§ **Assignment**
In the material below, find each line with the string "debug" and copy it.

* * * * * * * * *

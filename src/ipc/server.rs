//! Backend-side IPC server
//!
//! Accepts connections on a local socket and answers each request by
//! executing it against a [`CommandInterface`]. Clients are served one at a
//! time, in arrival order.

use std::future::Future;

use interprocess::local_socket::traits::tokio::Listener as ListenerTrait;
use tokio::io::BufReader;

use crate::backend::CommandInterface;
use crate::common::{error::IpcError, Error, Result};

use super::protocol::{Request, Response};
use super::transport::{self, platform::Listener, Stream};

/// Serve `backend` on `listener` until `shutdown` resolves
pub async fn serve<B, F>(listener: Listener, backend: &mut B, shutdown: F) -> Result<()>
where
    B: CommandInterface,
    F: Future<Output = ()>,
{
    tokio::pin!(shutdown);

    loop {
        tokio::select! {
            _ = &mut shutdown => {
                tracing::info!("Shutdown requested, exiting");
                break;
            }
            accept_result = listener.accept() => {
                match accept_result {
                    Ok(stream) => {
                        if let Err(e) = handle_client(stream, backend).await {
                            tracing::error!("Error handling client: {}", e);
                        }
                    }
                    Err(e) => {
                        tracing::error!("Accept error: {}", e);
                    }
                }
            }
        }
    }

    Ok(())
}

/// Handle a single client connection
async fn handle_client<B: CommandInterface>(stream: Stream, backend: &mut B) -> Result<()> {
    let (reader, mut writer) = tokio::io::split(stream);
    let mut reader = BufReader::new(reader);

    tracing::debug!("Client connected");

    loop {
        let request_data = match transport::recv_message(&mut reader).await {
            Ok(data) => data,
            Err(e) if e.kind() == std::io::ErrorKind::UnexpectedEof => {
                tracing::debug!("Client disconnected");
                break;
            }
            Err(e) => return Err(Error::Io(e)),
        };

        let response = match serde_json::from_slice::<Request>(&request_data) {
            Ok(request) => {
                let name = request.command.name();
                tracing::debug!(id = request.id, command = name, "Handling request");
                match backend.invoke(request.command).await {
                    Ok(result) => Response::success(request.id, result),
                    Err(e) => {
                        tracing::debug!(command = name, error = %e, "Command failed");
                        Response::error(request.id, IpcError::from(&e))
                    }
                }
            }
            Err(e) => {
                tracing::warn!("Malformed request: {}", e);
                Response::error(0, IpcError::new("INVALID_REQUEST", e.to_string()))
            }
        };

        let json = serde_json::to_vec(&response)?;
        transport::send_message(&mut writer, &json).await?;
    }

    Ok(())
}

* * * * * * * * *

§ **Completed task**
    tracing::debug!("Client connected");
                tracing::debug!("Client disconnected");
                tracing::debug!(id = request.id, command = name, "Handling request");
                        tracing::debug!(command = name, error = %e, "Command failed");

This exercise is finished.